Other themes usually depicted in these films include: violent robbery, ritual performances, rivalry, conflicts, sexual violence, organized crime, prostitution, murder, greed, avarice, impatience, jealously, envy, pride, arrogance, infidelity, treachery, occultism, amongst others. Stories in these films were "rehashed from the bowel of the Nigerian society, [as] a good number emanate from our belief systems and our tendency to attribute most things to, not ill-luck or any fault of our own but the evil machinations of wicked people. Many others focus on the get rich schemes of people today and its evil concomitants. Yet others portray the good life of ordinary Nigerians, their love and romance as well as their disappointments and pains".

==Criticisms==
While some praised this era of Nigerian cinema for establishing the Nigerian film industry as a viable industry, some others described it as one of the worst things to have ever happened to the Nigerian film industry, as it was an era when there was total lack of vision, standards and professionalism amongst practitioners, most of whom had no formal training in filmmaking.

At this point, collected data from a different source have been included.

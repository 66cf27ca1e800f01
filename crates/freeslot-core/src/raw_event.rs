//! Raw event records as materialized by event sources.
//!
//! A [`RawEvent`] keeps whatever the source could extract, with every field
//! that may be missing or unparsable left optional. It is turned into a
//! [`CalendarEvent`](crate::CalendarEvent) by
//! [`normalize_event`](crate::normalize_event).

use chrono::{DateTime, FixedOffset, NaiveDate, NaiveDateTime, Utc};
use serde::{Deserialize, Serialize};

const FLOATING_FORMATS: [&str; 3] = [
    "%Y-%m-%dT%H:%M:%S%.f",
    "%Y-%m-%d %H:%M:%S%.f",
    "%Y-%m-%dT%H:%M",
];

/// The time specification of a raw event bound.
///
/// Sources return times in different shapes:
/// - UTC timestamps
/// - timestamps with an explicit offset
/// - floating timestamps without timezone information
/// - dates for all-day events
#[derive(Debug, Clone, Copy, PartialEq, Eq, Serialize, Deserialize)]
#[serde(tag = "type", content = "value", rename_all = "snake_case")]
pub enum RawEventTime {
    /// A timestamp in UTC.
    Utc(DateTime<Utc>),
    /// A timestamp with a fixed UTC offset.
    Offset(DateTime<FixedOffset>),
    /// A timestamp without timezone information.
    Floating(NaiveDateTime),
    /// An all-day date.
    Date(NaiveDate),
}

impl RawEventTime {
    /// Parses a textual bound.
    ///
    /// Accepts `YYYY-MM-DD` dates, RFC 3339 timestamps and floating
    /// `YYYY-MM-DDTHH:MM:SS` timestamps (a space separator and fractional
    /// seconds are allowed). Returns `None` for anything else.
    pub fn parse(s: &str) -> Option<Self> {
        let s = s.trim();
        if s.is_empty() {
            return None;
        }

        if let Ok(date) = NaiveDate::parse_from_str(s, "%Y-%m-%d") {
            return Some(Self::Date(date));
        }

        if let Ok(dt) = DateTime::parse_from_rfc3339(s) {
            return Some(Self::Offset(dt));
        }

        FLOATING_FORMATS
            .iter()
            .find_map(|fmt| NaiveDateTime::parse_from_str(s, fmt).ok())
            .map(Self::Floating)
    }

    /// Returns true if this is an all-day date.
    pub fn is_all_day(&self) -> bool {
        matches!(self, Self::Date(_))
    }

    /// Converts a timestamp bound to UTC.
    ///
    /// Floating timestamps are taken to be UTC. Returns `None` for dates.
    pub fn to_utc(&self) -> Option<DateTime<Utc>> {
        match self {
            Self::Utc(dt) => Some(*dt),
            Self::Offset(dt) => Some(dt.with_timezone(&Utc)),
            Self::Floating(naive) => Some(naive.and_utc()),
            Self::Date(_) => None,
        }
    }

    /// Returns the date if this is an all-day bound.
    pub fn as_date(&self) -> Option<NaiveDate> {
        match self {
            Self::Date(d) => Some(*d),
            _ => None,
        }
    }
}

/// A raw calendar event from a source.
#[derive(Debug, Clone, PartialEq, Eq, Serialize, Deserialize)]
pub struct RawEvent {
    /// Identifier of the event within its source.
    pub id: String,

    /// The calendar this event belongs to.
    #[serde(default)]
    pub calendar_id: String,

    /// The event title, used as classification label.
    #[serde(default)]
    pub summary: Option<String>,

    /// When the event starts, if the source provided a usable value.
    #[serde(default)]
    pub start: Option<RawEventTime>,

    /// When the event ends (exclusive), if the source provided a usable value.
    #[serde(default)]
    pub end: Option<RawEventTime>,

    /// The event status (e.g., "confirmed", "cancelled").
    #[serde(default)]
    pub status: Option<String>,
}

impl RawEvent {
    /// Creates a raw event with both bounds set.
    pub fn new(id: impl Into<String>, start: RawEventTime, end: RawEventTime) -> Self {
        Self {
            id: id.into(),
            calendar_id: String::new(),
            summary: None,
            start: Some(start),
            end: Some(end),
            status: None,
        }
    }

    /// Creates a raw event without bounds.
    pub fn unbounded(id: impl Into<String>) -> Self {
        Self {
            id: id.into(),
            calendar_id: String::new(),
            summary: None,
            start: None,
            end: None,
            status: None,
        }
    }

    /// Returns true if the event is cancelled.
    pub fn is_cancelled(&self) -> bool {
        self.status
            .as_ref()
            .is_some_and(|s| s.trim().eq_ignore_ascii_case("cancelled"))
    }

    /// Builder method to set the summary.
    pub fn with_summary(mut self, summary: impl Into<String>) -> Self {
        self.summary = Some(summary.into());
        self
    }

    /// Builder method to set the calendar.
    pub fn with_calendar(mut self, calendar_id: impl Into<String>) -> Self {
        self.calendar_id = calendar_id.into();
        self
    }

    /// Builder method to set the start bound.
    pub fn with_start(mut self, start: Option<RawEventTime>) -> Self {
        self.start = start;
        self
    }

    /// Builder method to set the end bound.
    pub fn with_end(mut self, end: Option<RawEventTime>) -> Self {
        self.end = end;
        self
    }

    /// Builder method to set the status.
    pub fn with_status(mut self, status: impl Into<String>) -> Self {
        self.status = Some(status.into());
        self
    }
}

One of the major criticism the Nigerian film industry received during this era is the abysmal portrayal of black magic and witch craft, thereby giving other people a skewed impression about Nigeria and to a large extent, Africa. Cultural critics have often complained about "macabre scenes full of sorcery" in the films. Jean Rouch, an Arts personality from Niger described Nigerian directors and producers as voodoo priests casting malign spells over audiences in other countries, and gaining more audience as a result.

The industry was also criticized for promoting lawlessness and upholding of immorality; some of the visual images depicted in 18-rated films include: sexual activities, nudity, obscenity, vulgar language (cursing), indecent dressing, murder, rape, domestic violence (especially against women), smoking, molestation and harassment. These have been argued to be injurious to the youths and the society at large.